▶ **Problem**: Please print exactly the lines running from the one that contains "tasks = tasks.with_task(name, move" to the end of the data, with both lines included.

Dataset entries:
BEGIN
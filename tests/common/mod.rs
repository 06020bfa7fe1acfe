//! Shared utilities for integration tests.

use std::fs;
use std::path::{Path, PathBuf};
use std::sync::atomic::{AtomicUsize, Ordering};
use std::sync::{Arc, Mutex};

use alias_resolver::{ConfigCache, Module, Registry, Resolver, ANCHOR_FILE};
use serde_json::Value;
use tempfile::TempDir;

/// A throwaway project directory holding `dynamics/config.yaml`.
pub struct TestProject {
    pub dir: TempDir,
}

impl TestProject {
    pub fn new(config: &str) -> Self {
        let dir = tempfile::tempdir().unwrap();
        let anchor = dir.path().join(ANCHOR_FILE);
        fs::create_dir_all(anchor.parent().unwrap()).unwrap();
        fs::write(anchor, config).unwrap();
        Self { dir }
    }

    /// Canonical project root.
    pub fn root(&self) -> PathBuf {
        self.dir.path().canonicalize().unwrap()
    }

    /// Create (and return) a subdirectory to start the root search from.
    pub fn subdir(&self, rel: &str) -> PathBuf {
        let path = self.dir.path().join(rel);
        fs::create_dir_all(&path).unwrap();
        path
    }

    pub fn resolver(&self, registry: Registry) -> Arc<Resolver> {
        resolver_from(self.dir.path(), registry)
    }
}

pub fn resolver_from(start: &Path, registry: Registry) -> Arc<Resolver> {
    Arc::new(Resolver::new(
        Arc::new(ConfigCache::new(start)),
        Arc::new(registry),
    ))
}

/// Ordered record of which test tasks ran.
#[derive(Clone, Default)]
pub struct CallLog {
    calls: Arc<Mutex<Vec<String>>>,
}

impl CallLog {
    pub fn record(&self, name: &str) {
        self.calls.lock().unwrap().push(name.to_string());
    }

    pub fn calls(&self) -> Vec<String> {
        self.calls.lock().unwrap().clone()
    }
}

/// Registry with:
/// - `app.io.write_log` / `app.io.echo`
/// - `app.tasks.{first,second,third}` that record into `log`
/// - `app.tasks.fail` (returns an error) and `app.tasks.explode` (panics)
/// - `app.lazy`, whose initializer counts into `inits`
pub fn test_registry(log: &CallLog, inits: &Arc<AtomicUsize>) -> Registry {
    let mut tasks = Module::new("app.tasks");
    for name in ["first", "second", "third"] {
        let log = log.clone();
        tasks = tasks.with_task(name, move || {
            log.record(name);
            Ok(())
        });
    }
    let fail_log = log.clone();
    tasks = tasks
        .with_task("fail", move || {
            fail_log.record("fail");
            anyhow::bail!("task failed on purpose")
        })
        .with_task("explode", || panic!("task exploded"));

    let inits = inits.clone();
    let mut registry = Registry::new();
    registry
        .register(
            Module::new("app.io")
                .with_function("write_log", |_| Ok(Value::Null))
                .with_function("echo", |args| Ok(args.first().cloned().unwrap_or(Value::Null))),
        )
        .register(tasks)
        .register(Module::new("app.lazy").with_initializer(move || {
            inits.fetch_add(1, Ordering::SeqCst);
            Ok(())
        }));
    registry
}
END
▶ **Expected answer**:
        tasks = tasks.with_task(name, move || {
            log.record(name);
            Ok(())
        });
    }
    let fail_log = log.clone();
    tasks = tasks
        .with_task("fail", move || {
            fail_log.record("fail");
            anyhow::bail!("task failed on purpose")
        })
        .with_task("explode", || panic!("task exploded"));

    let inits = inits.clone();
    let mut registry = Registry::new();
    registry
        .register(
            Module::new("app.io")
                .with_function("write_log", |_| Ok(Value::Null))
                .with_function("echo", |args| Ok(args.first().cloned().unwrap_or(Value::Null))),
        )
        .register(tasks)
        .register(Module::new("app.lazy").with_initializer(move || {
            inits.fetch_add(1, Ordering::SeqCst);
            Ok(())
        }));
    registry
}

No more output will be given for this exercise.